==== TASK INPUTS ====

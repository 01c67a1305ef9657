//! Promotion of the plain state into the keccak-keyed hashed state the
//! trie loader streams.

use crate::{Stage, StageError, StageId, StageOutcome, SyncContext};
use alloy_primitives::{keccak256, Address, B256};
use corten_primitives::Account;
use corten_storage::{
    decode_account_changes, decode_storage_changes, read_stage_progress, write_stage_progress,
    HashedAccounts, HashedStorage, HashedStoragePrefix, PlainState, RawKey, RawValue,
    StateProvider, StoreTx, ADDRESS_LENGTH, HASH_LENGTH, INCARNATION_LENGTH,
};
use reth_db_api::{
    cursor::{DbCursorRO, DbCursorRW, DbDupCursorRO, DbDupCursorRW},
    transaction::{DbTx, DbTxMut},
};
use tracing::{error, info};

/// Hashes the plain state into `HashedAccounts`/`HashedStorage`, fully on
/// first run and from change sets afterwards.
#[derive(Debug, Default)]
pub struct HashStateStage;

fn upsert_hashed_account<TX: DbTx + DbTxMut>(
    tx: &TX,
    address: Address,
    encoding: Option<&[u8]>,
) -> Result<(), StageError> {
    let hashed = keccak256(address);
    match encoding {
        Some(encoding) if !encoding.is_empty() => {
            tx.put::<HashedAccounts>(hashed, RawValue(encoding.to_vec()))?;
        }
        _ => {
            tx.delete::<HashedAccounts>(hashed, None)?;
        }
    }
    Ok(())
}

fn upsert_hashed_storage<TX: DbTx + DbTxMut>(
    tx: &TX,
    address: Address,
    incarnation: u64,
    location: B256,
    value: &[u8],
) -> Result<(), StageError> {
    let prefix = HashedStoragePrefix::new(keccak256(address), incarnation);
    let hashed_location = keccak256(location);
    let mut cursor = tx.cursor_dup_write::<HashedStorage>()?;
    if let Some(existing) = cursor.seek_by_key_subkey(prefix, hashed_location)? {
        if existing.0.starts_with(hashed_location.as_slice()) {
            cursor.delete_current()?;
        }
    }
    if !value.is_empty() {
        let mut row = Vec::with_capacity(HASH_LENGTH + value.len());
        row.extend_from_slice(hashed_location.as_slice());
        row.extend_from_slice(value);
        cursor.upsert(prefix, &RawValue(row))?;
    }
    Ok(())
}

fn wipe_hashed_storage<TX: DbTx + DbTxMut>(
    tx: &TX,
    address: Address,
    incarnation: u64,
) -> Result<(), StageError> {
    let prefix = HashedStoragePrefix::new(keccak256(address), incarnation);
    let mut cursor = tx.cursor_dup_write::<HashedStorage>()?;
    if cursor.seek_exact(prefix)?.is_some() {
        cursor.delete_current_duplicates()?;
    }
    Ok(())
}

impl HashStateStage {
    /// Clears and rebuilds the hashed tables from the whole plain state.
    fn promote_clean(&self, txn: &mut StoreTx<'_>) -> Result<(), StageError> {
        let tx = txn.tx();
        tx.clear::<HashedAccounts>()?;
        tx.clear::<HashedStorage>()?;
        info!(target: "pipeline", stage = %StageId::HASH_STATE, "full promotion of the plain state");

        let mut cursor = tx.cursor_read::<PlainState>()?;
        let mut entry = cursor.first()?;
        while let Some((RawKey(key), RawValue(value))) = entry {
            if key.len() == ADDRESS_LENGTH {
                let address = Address::from_slice(&key);
                upsert_hashed_account(tx, address, Some(&value))?;
            } else if key.len() == ADDRESS_LENGTH + INCARNATION_LENGTH
                && value.len() >= HASH_LENGTH
            {
                let address = Address::from_slice(&key[..ADDRESS_LENGTH]);
                let mut incarnation = [0u8; 8];
                incarnation.copy_from_slice(&key[ADDRESS_LENGTH..]);
                let location = B256::from_slice(&value[..HASH_LENGTH]);
                upsert_hashed_storage(
                    tx,
                    address,
                    u64::from_be_bytes(incarnation),
                    location,
                    &value[HASH_LENGTH..],
                )?;
            }
            entry = cursor.next()?;
        }
        Ok(())
    }

    /// Applies the change sets of `(from, to]`, promoting the current
    /// plain-state values of every touched key.
    fn promote_from_change_sets(
        &self,
        txn: &mut StoreTx<'_>,
        from: u64,
        to: u64,
    ) -> Result<(), StageError> {
        let tx = txn.tx();
        let provider = StateProvider::new(tx);

        for block_number in from + 1..=to {
            for (address, prior) in decode_account_changes(tx, block_number)? {
                let current = tx.get::<PlainState>(RawKey::from_address(address))?;
                upsert_hashed_account(tx, address, current.as_ref().map(|raw| raw.0.as_slice()))?;

                // a self-destruct in the segment obsoletes the prior
                // incarnation's hashed storage
                if !prior.is_empty() {
                    let prior_account = Account::from_encoded_storage(&prior)?;
                    if prior_account.incarnation > 0 {
                        let live_incarnation = current
                            .as_deref_account_incarnation()
                            .unwrap_or_default();
                        if live_incarnation != prior_account.incarnation {
                            wipe_hashed_storage(tx, address, prior_account.incarnation)?;
                        }
                    }
                }
            }

            for (address, incarnations) in decode_storage_changes(tx, block_number)? {
                for (incarnation, slots) in incarnations {
                    for (location, _prior) in slots {
                        let value = provider.read_storage(address, incarnation, location)?;
                        let stripped = strip_leading_zeroes(&value);
                        upsert_hashed_storage(tx, address, incarnation, location, stripped)?;
                    }
                }
            }
        }
        Ok(())
    }

    /// Restores the prior values of `(to, progress]` into the hashed
    /// tables.
    fn unwind_from_change_sets(
        &self,
        txn: &mut StoreTx<'_>,
        progress: u64,
        to: u64,
    ) -> Result<(), StageError> {
        let tx = txn.tx();
        for block_number in (to + 1..=progress).rev() {
            for (address, prior) in decode_account_changes(tx, block_number)? {
                if prior.is_empty() {
                    upsert_hashed_account(tx, address, None)?;
                } else {
                    upsert_hashed_account(tx, address, Some(&prior))?;
                    // an incarnation bump inside the segment leaves hashed
                    // rows of the newer incarnation behind
                    let prior_account = Account::from_encoded_storage(&prior)?;
                    let live = tx.get::<PlainState>(RawKey::from_address(address))?;
                    if let Some(live_incarnation) = live.as_deref_account_incarnation() {
                        if live_incarnation > prior_account.incarnation {
                            wipe_hashed_storage(tx, address, live_incarnation)?;
                        }
                    }
                }
            }
            for (address, incarnations) in decode_storage_changes(tx, block_number)? {
                for (incarnation, slots) in incarnations {
                    for (location, prior) in slots {
                        upsert_hashed_storage(tx, address, incarnation, location, &prior)?;
                    }
                }
            }
        }
        Ok(())
    }
}

fn strip_leading_zeroes(value: &B256) -> &[u8] {
    let first = value.iter().position(|byte| *byte != 0).unwrap_or(HASH_LENGTH);
    &value.as_slice()[first..]
}

/// Incarnation extraction over an optional raw plain-state row.
trait RawAccountExt {
    fn as_deref_account_incarnation(&self) -> Option<u64>;
}

impl RawAccountExt for Option<RawValue> {
    fn as_deref_account_incarnation(&self) -> Option<u64> {
        self.as_ref()
            .filter(|raw| !raw.0.is_empty())
            .and_then(|raw| Account::incarnation_from_encoded_storage(&raw.0).ok())
    }
}

impl Stage for HashStateStage {
    fn id(&self) -> StageId {
        StageId::HASH_STATE
    }

    fn forward(&mut self, txn: &mut StoreTx<'_>, ctx: &mut SyncContext) -> StageOutcome {
        let result = (|| -> Result<StageOutcome, StageError> {
            let progress = read_stage_progress(txn.tx(), StageId::HASH_STATE.0)?;
            let target = ctx.target_height;
            if target <= progress {
                return Ok(StageOutcome::Success);
            }
            if ctx.is_stopping() {
                return Ok(StageOutcome::StoppedByEnv);
            }
            if progress == 0 {
                self.promote_clean(txn)?;
            } else {
                self.promote_from_change_sets(txn, progress, target)?;
            }
            write_stage_progress(txn.tx(), StageId::HASH_STATE.0, target)?;
            Ok(StageOutcome::Success)
        })();
        match result {
            Ok(outcome) => outcome,
            Err(err) => {
                error!(target: "pipeline", stage = %self.id(), %err, "forward failed");
                err.outcome()
            }
        }
    }

    fn unwind(&mut self, txn: &mut StoreTx<'_>, ctx: &mut SyncContext) -> StageOutcome {
        let result = (|| -> Result<StageOutcome, StageError> {
            let Some(to) = ctx.unwind_point else {
                return Ok(StageOutcome::Success);
            };
            let progress = read_stage_progress(txn.tx(), StageId::HASH_STATE.0)?;
            if to >= progress {
                return Ok(StageOutcome::Success);
            }
            self.unwind_from_change_sets(txn, progress, to)?;
            write_stage_progress(txn.tx(), StageId::HASH_STATE.0, to)?;
            Ok(StageOutcome::Success)
        })();
        match result {
            Ok(outcome) => outcome,
            Err(err) => {
                error!(target: "pipeline", stage = %self.id(), %err, "unwind failed");
                err.outcome()
            }
        }
    }
}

====

**DIRECTIONS FOR THIS TASK:**
Write out exactly the lines above between the line with "trie loader streams." and the line with "Some(encoding) if !encoding.is_empty()", inclusive, and nothing beyond them.

**EXPECTED OUTPUT:**
//! trie loader streams.

use crate::{Stage, StageError, StageId, StageOutcome, SyncContext};
use alloy_primitives::{keccak256, Address, B256};
use corten_primitives::Account;
use corten_storage::{
    decode_account_changes, decode_storage_changes, read_stage_progress, write_stage_progress,
    HashedAccounts, HashedStorage, HashedStoragePrefix, PlainState, RawKey, RawValue,
    StateProvider, StoreTx, ADDRESS_LENGTH, HASH_LENGTH, INCARNATION_LENGTH,
};
use reth_db_api::{
    cursor::{DbCursorRO, DbCursorRW, DbDupCursorRO, DbDupCursorRW},
    transaction::{DbTx, DbTxMut},
};
use tracing::{error, info};

/// Hashes the plain state into `HashedAccounts`/`HashedStorage`, fully on
/// first run and from change sets afterwards.
#[derive(Debug, Default)]
pub struct HashStateStage;

fn upsert_hashed_account<TX: DbTx + DbTxMut>(
    tx: &TX,
    address: Address,
    encoding: Option<&[u8]>,
) -> Result<(), StageError> {
    let hashed = keccak256(address);
    match encoding {
        Some(encoding) if !encoding.is_empty() => {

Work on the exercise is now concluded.